Sermons

Summary: To facilitate better understanding of "one Herod too many" conundrum especially to the new readers of the New Testament!!!

THE HERODIAN CONUNDRUM!!!

Hmmm...some Cricket here please...

Sharma caught Sharma bowled Sharma...

One can well imagine plight of a Cricket aficionado going through a batting Score-card (of say a West Zone Vs North Zone- Deodhar Trophy match- in the Sports page of a Newspaper) if he were to come across a section such as the one captioned above missing out conspicuously on the prefixes’ of the players’ concerned. By the same token, one can well imagine that same distraught reader now sighing with relief once he is given the complete picture notably that the batsman in question was Rohit Sharma, the fielder Joginder Sharma and the wicket taking bowler...Ishant Sharma.

Now ditto the situation of a first time, uninitiated NT reader who comes across mostly villainous Kings all bearing the same dynastic title “Herod” (akin to “Nizam of Hyderabad” in the modern Indian context or “Pharoah of Egypt” in the OT context) one after another in its first five Books barring the John’s Gospel !!! By the way the title Herod in Greek means “Song of a Hero”.

Having been born-again 1983, I started reading the Bible at a time Tim Berners Lee (inventor of World-wide web in 1991) was still a starry-eyed young man toiling away in his first employment at CERN, France and the only Science-related Apple (thanks Steve Jobs), the most of the World knew about was the Newton’s “Gravity-related” one. With no access to Cyber World and its vast libraries then and my Church leaders (for whatever reasons) themselves not able to throw light on this dicey topic, I remember my struggle coming to terms with this peculiar “one Herod too many” syndrome.
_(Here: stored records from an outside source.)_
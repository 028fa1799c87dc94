//! Incremental decoder for chat-completions event streams.
//!
//! Bytes arrive in arbitrary chunks. They are decoded as streaming
//! UTF-8 into a text buffer that is addressed by two offsets: the
//! start of the unconsumed text and the point up to which it has
//! already been searched for a line terminator. Complete lines are
//! classified into frames, incomplete tail text waits for the next
//! chunk and nothing is ever rescanned.

use serde_json::Value;

use crate::openai::{DONE_SENTINEL, delta_content};

const DATA_PREFIX: &str = "data: ";

/// One line of the event stream.
#[derive(Debug, PartialEq)]
pub enum Frame<'a> {
    /// Blank lines, `:` comments (heartbeats) and non-data fields
    Skip,
    /// The (trimmed) payload of a `data: ` line
    Data(&'a str),
    /// The `[DONE]` sentinel
    Done,
}

/// Classify a single line with its terminator already removed.
pub fn classify(line: &str) -> Frame<'_> {
    if line.starts_with(':') || line.trim().is_empty() {
        return Frame::Skip;
    }
    let Some(payload) = line.strip_prefix(DATA_PREFIX) else {
        return Frame::Skip;
    };
    let payload = payload.trim();
    if payload == DONE_SENTINEL {
        Frame::Done
    } else {
        Frame::Data(payload)
    }
}

// A line that can only be the rest of a JSON payload broken by a raw
// newline, as opposed to the start of the next event.
fn is_continuation(line: &str) -> bool {
    !line.trim().is_empty() && !line.starts_with(DATA_PREFIX) && !line.starts_with(':')
}

#[derive(Debug, Default)]
pub struct StreamDecoder {
    text: String,
    // Start of the text not yet handed out as a line
    consumed: usize,
    // Everything before this offset is known to contain no '\n'
    scanned: usize,
    // Trailing bytes of a code point split across chunks
    utf8_tail: Vec<u8>,
    // Payload of a frame that failed to parse and may be continued
    // by the next line
    held: Option<String>,
    done: bool,
}

impl StreamDecoder {
    pub fn new() -> Self {
        Self::default()
    }

    /// True once the sentinel frame has been seen. Any further input
    /// is ignored.
    pub fn is_done(&self) -> bool {
        self.done
    }

    /// Feed the next chunk of the response body and return the text
    /// deltas of every frame it completed, in order.
    pub fn feed(&mut self, chunk: &[u8]) -> Vec<String> {
        if self.done {
            return Vec::new();
        }
        self.push_bytes(chunk);
        self.drain(false)
    }

    /// Signal the end of the response body. Complete lines still
    /// buffered are processed; an unterminated trailing line and a
    /// frame that never completed are dropped.
    pub fn finish(&mut self) -> Vec<String> {
        if self.done {
            return Vec::new();
        }
        if !self.utf8_tail.is_empty() {
            let tail = std::mem::take(&mut self.utf8_tail);
            self.text.push_str(&String::from_utf8_lossy(&tail));
        }
        let deltas = self.drain(true);
        if let Some(held) = self.held.take() {
            tracing::debug!("Stream closed with an incomplete frame: {}", held);
        }
        self.done = true;
        self.reset_buffer();
        deltas
    }

    fn push_bytes(&mut self, chunk: &[u8]) {
        self.utf8_tail.extend_from_slice(chunk);
        let mut start = 0;
        loop {
            match std::str::from_utf8(&self.utf8_tail[start..]) {
                Ok(s) => {
                    self.text.push_str(s);
                    self.utf8_tail.clear();
                    return;
                }
                Err(e) => {
                    let valid_end = start + e.valid_up_to();
                    if let Ok(s) = std::str::from_utf8(&self.utf8_tail[start..valid_end]) {
                        self.text.push_str(s);
                    }
                    match e.error_len() {
                        Some(invalid_len) => {
                            self.text.push(char::REPLACEMENT_CHARACTER);
                            start = valid_end + invalid_len;
                        }
                        // Incomplete code point at the end, keep it for
                        // the next chunk
                        None => {
                            self.utf8_tail.drain(..valid_end);
                            return;
                        }
                    }
                }
            }
        }
    }

    // Returns the byte range of the next complete line, without its
    // '\n', and advances past it.
    fn next_line(&mut self) -> Option<(usize, usize)> {
        match self.text[self.scanned..].find('\n') {
            Some(offset) => {
                let start = self.consumed;
                let end = self.scanned + offset;
                self.consumed = end + 1;
                self.scanned = end + 1;
                Some((start, end))
            }
            None => {
                self.scanned = self.text.len();
                None
            }
        }
    }

    fn drain(&mut self, at_eof: bool) -> Vec<String> {
        let mut deltas = Vec::new();

        while let Some((start, end)) = self.next_line() {
            let raw = &self.text[start..end];
            let line = raw.strip_suffix('\r').unwrap_or(raw);

            if let Some(held) = self.held.take() {
                if is_continuation(line) {
                    let joined = format!("{}\n{}", held, line);
                    match serde_json::from_str::<Value>(&joined) {
                        Ok(chunk) => {
                            deltas.extend(delta_content(&chunk).map(str::to_string));
                        }
                        Err(_) => {
                            self.held = Some(joined);
                            if !at_eof {
                                break;
                            }
                        }
                    }
                    continue;
                }
                tracing::debug!("Dropping frame that never completed: {}", held);
            }

            match classify(line) {
                Frame::Skip => continue,
                Frame::Done => {
                    self.done = true;
                    break;
                }
                Frame::Data(payload) => match serde_json::from_str::<Value>(payload) {
                    Ok(chunk) => {
                        deltas.extend(delta_content(&chunk).map(str::to_string));
                    }
                    Err(_) => {
                        // Keep the frame and wait for more bytes before
                        // scanning further
                        self.held = Some(payload.to_string());
                        if !at_eof {
                            break;
                        }
                    }
                },
            }
        }

        if self.done {
            self.held = None;
            self.reset_buffer();
        } else {
            self.compact();
        }

        deltas
    }

    fn compact(&mut self) {
        if self.consumed > 0 && self.consumed * 2 >= self.text.len() {
            self.text.drain(..self.consumed);
            self.scanned -= self.consumed;
            self.consumed = 0;
        }
    }

    fn reset_buffer(&mut self) {
        self.text.clear();
        self.utf8_tail.clear();
        self.consumed = 0;
        self.scanned = 0;
    }
}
Boy, compounding my problem at that “taking baby steps in faith” stage was the repetitive annual screening in Local DD Channel (during Christmas time) of a popular Telugu movie “Karunamayudu” (viewed in hindsight, inadequate research preceded making of it) on Christ wherein “Herod” who tried to kill Baby Jesus and the one who beheaded John the Baptist, are portrayed as a same person, so much so, at one point I went around believing that the terrible death of “Herod” as narrated in Acts 12:23 was a just punishment for these very atrocities plus for the ones’ mentioned in Acts 12:1-4. Hence I can well empathize with the predicament of many a new Christian reading NT for the first time when he has to face up to this “one Sharma too many” like googly.

In this message (bearing the following sub-sections) I would like to bring out some basic facts about only those “Herods” and also a sect by name “Herodians” (Matt 22:16) who figure in the pages of the Bible (for in history...hold your breath... there are more Herods than the ones’ in the Bible) based on Biblical as well as World History accounts, so that Bible readers (I reiterate, especially the first-timers) are better equipped to understand contextually some Scripture portions, involving these characters’.

I. “Insecure” Herod the Great

II. “Inhuman” Herod Archelaus

III. “Incestuous” Herod Antipas

IV. “Innocent” Herod Philip

V. “Insidious” Herod Agriappa-I

VI. “Interrogative” Herod Agriappa –II

VII. “Invidious” Herodians

At this point, it would serve the readers well to know that these “Kings” who ruled over the Land of Palestine or some sections’ of it, were nothing more than the appointed “puppets” of the World Super power of that time -Roman Empire -which after having decisively subdued the erstwhile World-rulers (Greeks) in the Battle of Corinth in 146 BC was now indisputably Monarch of whatever it surveyed...including the “Land of Palestine” where most of the NT action takes place.

I. “Insecure” Herod the Great....

a) Period of reign: 37 BCE-4 BCE

b) Territory: At one point the whole Land of Palestine.

So power-hungry was this sly Idumean (a descendent of Esau-an Edomite-but raised as a Jew because his father had converted to Judaism) that History bears witness to the fact that he killed his own wife Mariamne and his two sons on the suspicion that they were conspiring to usurp his throne. No wonder that this insatiable hunger for power and throne which made him feel so “insecure” leading to the killing of his own family members made him react typically like “a cat on a hot tin roof” as soon as the News of the birth of the “King of the Jews” came to his notice, courtesy the Wise men (Matt 2:1-18) sometime after the First Christmas.

His colossal building projects throughout Judea (primary reason for suffixing the word “Great” to his name) including his initiation of expansion of the Second Temple in Jerusalem (he began to rebuild it 16 years before the birth of Christ...but did not fully complete it-Source Barnes’ Notes on the Bible on John 2:20), the construction of the port at Caesarea Maritima have all to be viewed from the prism of his self-serving political ambitions which aimed at “currying the favour of the Jews”.